Supplied data START

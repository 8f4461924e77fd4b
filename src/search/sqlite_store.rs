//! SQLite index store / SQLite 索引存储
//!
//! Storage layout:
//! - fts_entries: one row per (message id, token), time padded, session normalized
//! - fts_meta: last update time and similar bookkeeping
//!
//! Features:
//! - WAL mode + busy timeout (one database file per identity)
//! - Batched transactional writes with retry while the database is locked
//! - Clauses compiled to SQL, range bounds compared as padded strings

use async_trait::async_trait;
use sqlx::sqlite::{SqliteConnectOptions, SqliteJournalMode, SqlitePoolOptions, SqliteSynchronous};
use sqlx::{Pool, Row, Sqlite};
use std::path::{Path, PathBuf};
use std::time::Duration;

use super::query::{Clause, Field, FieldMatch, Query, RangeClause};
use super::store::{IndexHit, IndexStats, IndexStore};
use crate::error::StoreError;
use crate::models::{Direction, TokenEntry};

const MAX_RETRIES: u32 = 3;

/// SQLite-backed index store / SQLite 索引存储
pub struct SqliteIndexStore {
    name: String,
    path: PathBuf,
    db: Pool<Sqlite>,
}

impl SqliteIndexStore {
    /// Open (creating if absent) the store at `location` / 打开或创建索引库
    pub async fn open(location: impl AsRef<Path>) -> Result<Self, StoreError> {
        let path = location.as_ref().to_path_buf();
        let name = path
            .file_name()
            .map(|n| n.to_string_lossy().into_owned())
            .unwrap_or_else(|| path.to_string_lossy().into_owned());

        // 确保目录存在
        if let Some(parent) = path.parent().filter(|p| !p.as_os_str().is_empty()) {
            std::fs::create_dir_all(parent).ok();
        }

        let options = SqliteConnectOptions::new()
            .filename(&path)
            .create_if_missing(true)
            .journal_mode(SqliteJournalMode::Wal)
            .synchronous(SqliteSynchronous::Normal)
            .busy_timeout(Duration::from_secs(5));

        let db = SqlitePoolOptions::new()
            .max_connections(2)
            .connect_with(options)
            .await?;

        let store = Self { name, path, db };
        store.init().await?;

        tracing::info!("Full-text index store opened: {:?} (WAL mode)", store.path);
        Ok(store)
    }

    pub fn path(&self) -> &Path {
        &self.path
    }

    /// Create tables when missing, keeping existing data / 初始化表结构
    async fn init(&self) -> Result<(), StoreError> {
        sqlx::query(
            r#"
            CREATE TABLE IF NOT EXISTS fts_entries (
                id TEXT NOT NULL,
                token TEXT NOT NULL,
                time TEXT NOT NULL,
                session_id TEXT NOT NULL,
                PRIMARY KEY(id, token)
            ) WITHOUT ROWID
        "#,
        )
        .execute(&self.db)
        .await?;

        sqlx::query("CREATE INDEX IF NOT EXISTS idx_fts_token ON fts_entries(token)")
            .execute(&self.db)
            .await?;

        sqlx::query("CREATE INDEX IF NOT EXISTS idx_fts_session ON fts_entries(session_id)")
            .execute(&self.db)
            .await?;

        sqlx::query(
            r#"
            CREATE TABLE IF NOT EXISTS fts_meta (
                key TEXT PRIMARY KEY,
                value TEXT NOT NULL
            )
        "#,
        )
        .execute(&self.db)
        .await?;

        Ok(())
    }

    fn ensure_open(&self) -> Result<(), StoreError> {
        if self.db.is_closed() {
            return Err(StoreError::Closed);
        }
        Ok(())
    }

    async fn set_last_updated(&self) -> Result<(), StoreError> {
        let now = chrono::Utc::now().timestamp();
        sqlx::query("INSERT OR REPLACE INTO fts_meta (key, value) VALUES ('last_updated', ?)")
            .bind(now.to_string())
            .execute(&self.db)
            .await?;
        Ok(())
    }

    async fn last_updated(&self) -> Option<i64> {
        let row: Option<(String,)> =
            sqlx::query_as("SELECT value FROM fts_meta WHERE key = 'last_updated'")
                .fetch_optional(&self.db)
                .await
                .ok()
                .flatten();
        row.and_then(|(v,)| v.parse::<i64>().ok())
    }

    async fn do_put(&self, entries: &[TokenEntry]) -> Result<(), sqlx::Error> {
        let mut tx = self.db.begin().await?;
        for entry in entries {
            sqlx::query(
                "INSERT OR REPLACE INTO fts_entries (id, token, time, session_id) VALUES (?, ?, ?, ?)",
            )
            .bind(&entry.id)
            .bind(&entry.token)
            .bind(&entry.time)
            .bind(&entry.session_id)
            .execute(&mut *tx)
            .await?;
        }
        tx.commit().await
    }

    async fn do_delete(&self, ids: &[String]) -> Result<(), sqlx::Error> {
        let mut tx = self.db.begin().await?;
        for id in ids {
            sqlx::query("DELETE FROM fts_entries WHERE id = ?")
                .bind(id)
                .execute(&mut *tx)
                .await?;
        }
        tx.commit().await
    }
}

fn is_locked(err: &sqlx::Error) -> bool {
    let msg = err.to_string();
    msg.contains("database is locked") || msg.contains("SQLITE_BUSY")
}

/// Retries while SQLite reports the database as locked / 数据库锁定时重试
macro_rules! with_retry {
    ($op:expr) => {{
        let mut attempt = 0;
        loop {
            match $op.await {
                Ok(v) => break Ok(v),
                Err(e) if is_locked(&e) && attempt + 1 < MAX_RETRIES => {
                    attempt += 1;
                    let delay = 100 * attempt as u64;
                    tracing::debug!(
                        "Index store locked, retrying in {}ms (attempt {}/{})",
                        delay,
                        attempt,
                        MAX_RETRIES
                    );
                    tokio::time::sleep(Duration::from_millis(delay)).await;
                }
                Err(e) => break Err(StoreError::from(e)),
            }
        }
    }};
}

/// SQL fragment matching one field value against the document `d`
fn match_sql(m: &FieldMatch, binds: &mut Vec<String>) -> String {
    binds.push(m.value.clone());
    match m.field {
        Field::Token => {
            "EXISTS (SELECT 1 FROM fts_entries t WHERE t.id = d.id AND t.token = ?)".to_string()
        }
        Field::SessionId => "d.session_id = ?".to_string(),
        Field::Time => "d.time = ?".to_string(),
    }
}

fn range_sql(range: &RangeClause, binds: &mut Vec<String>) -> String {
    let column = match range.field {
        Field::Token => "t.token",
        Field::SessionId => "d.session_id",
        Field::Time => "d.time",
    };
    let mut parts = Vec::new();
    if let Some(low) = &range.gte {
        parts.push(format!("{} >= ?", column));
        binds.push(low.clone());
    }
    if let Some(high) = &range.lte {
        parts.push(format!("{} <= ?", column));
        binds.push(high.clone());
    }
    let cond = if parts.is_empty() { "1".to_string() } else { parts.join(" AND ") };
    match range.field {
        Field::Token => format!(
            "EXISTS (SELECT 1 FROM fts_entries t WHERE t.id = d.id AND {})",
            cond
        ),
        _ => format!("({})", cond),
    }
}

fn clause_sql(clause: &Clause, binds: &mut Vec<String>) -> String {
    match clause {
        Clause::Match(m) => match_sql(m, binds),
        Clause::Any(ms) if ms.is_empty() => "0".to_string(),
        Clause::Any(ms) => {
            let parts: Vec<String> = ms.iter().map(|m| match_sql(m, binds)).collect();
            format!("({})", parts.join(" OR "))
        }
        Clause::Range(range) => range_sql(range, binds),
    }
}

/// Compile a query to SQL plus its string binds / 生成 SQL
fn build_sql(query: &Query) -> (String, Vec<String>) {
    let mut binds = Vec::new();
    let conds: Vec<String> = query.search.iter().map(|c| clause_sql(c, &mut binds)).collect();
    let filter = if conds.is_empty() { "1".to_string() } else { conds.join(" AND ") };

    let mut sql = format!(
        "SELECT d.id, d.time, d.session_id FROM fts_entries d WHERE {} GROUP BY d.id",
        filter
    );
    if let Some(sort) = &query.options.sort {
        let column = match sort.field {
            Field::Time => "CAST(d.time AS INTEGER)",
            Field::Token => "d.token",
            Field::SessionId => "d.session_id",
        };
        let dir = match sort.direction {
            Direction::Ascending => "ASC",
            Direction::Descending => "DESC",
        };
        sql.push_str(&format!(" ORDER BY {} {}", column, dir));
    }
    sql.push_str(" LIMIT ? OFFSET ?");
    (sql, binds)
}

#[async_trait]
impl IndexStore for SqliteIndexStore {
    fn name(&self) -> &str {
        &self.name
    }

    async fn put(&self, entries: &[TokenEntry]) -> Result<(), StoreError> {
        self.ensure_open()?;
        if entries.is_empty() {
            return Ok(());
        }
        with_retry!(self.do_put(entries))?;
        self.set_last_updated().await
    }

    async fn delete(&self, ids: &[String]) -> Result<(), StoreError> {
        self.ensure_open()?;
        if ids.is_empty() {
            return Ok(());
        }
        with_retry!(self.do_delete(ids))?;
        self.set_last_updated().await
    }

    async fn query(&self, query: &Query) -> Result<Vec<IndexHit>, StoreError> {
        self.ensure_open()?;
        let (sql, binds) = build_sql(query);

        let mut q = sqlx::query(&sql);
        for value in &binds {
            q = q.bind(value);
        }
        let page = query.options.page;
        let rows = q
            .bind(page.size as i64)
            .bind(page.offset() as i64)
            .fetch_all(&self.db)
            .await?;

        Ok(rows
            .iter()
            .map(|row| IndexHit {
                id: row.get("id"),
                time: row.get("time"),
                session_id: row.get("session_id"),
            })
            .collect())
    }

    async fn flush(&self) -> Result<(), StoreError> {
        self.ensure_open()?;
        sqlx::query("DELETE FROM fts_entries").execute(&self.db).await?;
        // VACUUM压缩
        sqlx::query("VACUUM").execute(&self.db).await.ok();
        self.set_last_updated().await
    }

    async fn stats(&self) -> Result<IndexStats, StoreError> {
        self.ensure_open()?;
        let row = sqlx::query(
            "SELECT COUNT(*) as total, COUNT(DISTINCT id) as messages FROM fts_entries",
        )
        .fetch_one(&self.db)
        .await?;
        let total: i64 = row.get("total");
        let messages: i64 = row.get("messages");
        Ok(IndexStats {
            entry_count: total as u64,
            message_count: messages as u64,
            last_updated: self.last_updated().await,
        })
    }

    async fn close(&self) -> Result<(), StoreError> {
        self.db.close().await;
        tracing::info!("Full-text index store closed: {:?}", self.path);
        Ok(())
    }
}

Supplied data END

Required work: The output must consist solely of the lines from the first line of the records through the line containing "use async_trait::async_trait;", reproduced exactly.

Reply to the exercise:
repository 8f4461924e77fd4b
filename src/search/sqlite_store.rs
//! SQLite index store / SQLite 索引存储
//!
//! Storage layout:
//! - fts_entries: one row per (message id, token), time padded, session normalized
//! - fts_meta: last update time and similar bookkeeping
//!
//! Features:
//! - WAL mode + busy timeout (one database file per identity)
//! - Batched transactional writes with retry while the database is locked
//! - Clauses compiled to SQL, range bounds compared as padded strings

use async_trait::async_trait;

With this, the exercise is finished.